The Oan command took over one of the hotels in the area. Which (thankfully) was largely vacant. The other armoured assault vehicles were stored in the underground parking. were stored in the underground parking. The troops celebrated their small success in the dining hall of the hotel.

The Captain gave his rough around the edges, but to the point speech: “We have a small victory today! We took the square! This is a war, men! No time for grandmas and sissies! We have work! Let’s eat and be merry, for tomorrow, we war!” A loud “Yeah!” rose from the ecstatic soldiers.

There were eight buildings in the area that had a height of 7 stories. A cargo helicopter dropped an anti air multi rocket launching system on the roof. A surface to surface missile launching system was set up on the roof, alongside it as well. Buildings on the perimetre were cleared.

Soldiers commandeered 30 4×4 pick up trucks. The roamed the streets ans patrolled the streets and kept everything clear. Shops were taken by the troops. Food, and medical supplies were shut up, guarded and distributed in small amounts, in case a siege were to occur.

Slightly more eloquent officials were appointed to explain the situation to the civilians and give out the orders of the Captain. The heavy guns and grim expressions of the towering soldiers magnified the seriousness of the soldier’s instructions and the consequences for disobeying.
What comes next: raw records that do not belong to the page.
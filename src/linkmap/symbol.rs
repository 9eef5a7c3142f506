// Mon Oct 19 2026 - Alex

use crate::linkmap::ObjectFile;
use std::fmt;
use std::sync::Arc;

pub const LOCAL_SYMBOL_PREFIX: &str = "l";
pub const OUTLINED_MARKER: &str = "_OUTLINED_";

/// A compiled symbol and the object file that defines it.
///
/// Two symbols with the same name from different objects are distinct values
/// but belong to the same collision group.
#[derive(Debug, Clone, PartialEq, Eq, Hash)]
pub struct Symbol {
    name: String,
    object: Arc<ObjectFile>,
}

impl Symbol {
    pub fn new(name: impl Into<String>, object: Arc<ObjectFile>) -> Self {
        Self {
            name: name.into(),
            object,
        }
    }

    pub fn name(&self) -> &str {
        &self.name
    }

    pub fn object(&self) -> &ObjectFile {
        &self.object
    }

    pub fn is_local(&self) -> bool {
        self.name.starts_with(LOCAL_SYMBOL_PREFIX)
    }

    pub fn is_outlined(&self) -> bool {
        self.name.contains(OUTLINED_MARKER)
    }

    /// `object.o:name`, or the bare name when the object has no `.o` form.
    pub fn qualified_name(&self) -> String {
        match self.object.order_file_prefix() {
            Some(prefix) => format!("{}:{}", prefix, self.name),
            None => self.name.clone(),
        }
    }
}

impl fmt::Display for Symbol {
    fn fmt(&self, f: &mut fmt::Formatter<'_>) -> fmt::Result {
        write!(f, "{} ({})", self.name, self.object)
    }
}

/// Decides which symbols may appear in an order file.
#[derive(Debug, Clone, Default, PartialEq, Eq)]
pub struct EligibilityFilter {
    excluded_library_prefixes: Vec<String>,
}

impl EligibilityFilter {
    pub fn new(excluded_library_prefixes: Vec<String>) -> Self {
        Self { excluded_library_prefixes }
    }

    /// Accepts everything except local and outlined symbols.
    pub fn permissive() -> Self {
        Self::default()
    }

    pub fn excluded_library_prefixes(&self) -> &[String] {
        &self.excluded_library_prefixes
    }

    pub fn is_eligible(&self, symbol: &Symbol) -> bool {
        !symbol.is_local() && !symbol.is_outlined() && !self.is_excluded_library(symbol.object())
    }

    fn is_excluded_library(&self, object: &ObjectFile) -> bool {
        match object.library() {
            Some(library) => self
                .excluded_library_prefixes
                .iter()
                .any(|prefix| library.starts_with(prefix.as_str())),
            None => false,
        }
    }
}

#[cfg(test)]
mod tests {
    use super::*;

    fn object(descriptor: &str) -> Arc<ObjectFile> {
        Arc::new(ObjectFile::from_descriptor(descriptor))
    }

    #[test]
    fn test_local_and_outlined_are_ineligible() {
        let filter = EligibilityFilter::permissive();
        let obj = object("/b/main.o");
        assert!(filter.is_eligible(&Symbol::new("_main", obj.clone())));
        assert!(!filter.is_eligible(&Symbol::new("ltmp0", obj.clone())));
        assert!(!filter.is_eligible(&Symbol::new("_OUTLINED_FUNCTION_3", obj.clone())));
        assert!(!filter.is_eligible(&Symbol::new("_foo_OUTLINED_bar", obj)));
    }

    #[test]
    fn test_excluded_library_prefix() {
        let filter = EligibilityFilter::new(vec!["GoogleMobileAds".to_string()]);
        let ads = object("/sdk/GoogleMobileAds(GADRequest.o)");
        let other = object("/sdk/libOther.a(GADRequest.o)");
        let plain = object("/b/GoogleMobileAdsWrapper.o");

        assert!(!filter.is_eligible(&Symbol::new("_GADInit", ads)));
        assert!(filter.is_eligible(&Symbol::new("_GADInit", other)));
        // only the containing library is matched, never the object file
        assert!(filter.is_eligible(&Symbol::new("_wrap", plain)));
    }

    #[test]
    fn test_identity_includes_object() {
        let a = Symbol::new("_foo", object("/b/a.o"));
        let b = Symbol::new("_foo", object("/b/b.o"));
        let a2 = Symbol::new("_foo", object("/b/a.o"));
        assert_ne!(a, b);
        assert_eq!(a, a2);
        assert_eq!(a.qualified_name(), "a.o:_foo");
    }
}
The water and lights were eventually cut off. Parafin lamps, battery powered lights and gas heaters were were dropped in to help ease the transition. Luckily, the soldiers had stored thousands of litres of water in bathtubs, pots, bottles, tanks and whatever receptacle they could find, before the Gemicans closed the water. But they would have to be extremely conservative with how they used their resources.

From his lavish Presidential Suite in the hotel, the Captain surveyed the town, taking in the results of the first day. He quickly disbanded any false sense of security or victory. Only 2 days had passed. He made a call to the government of the Jewelica Free State.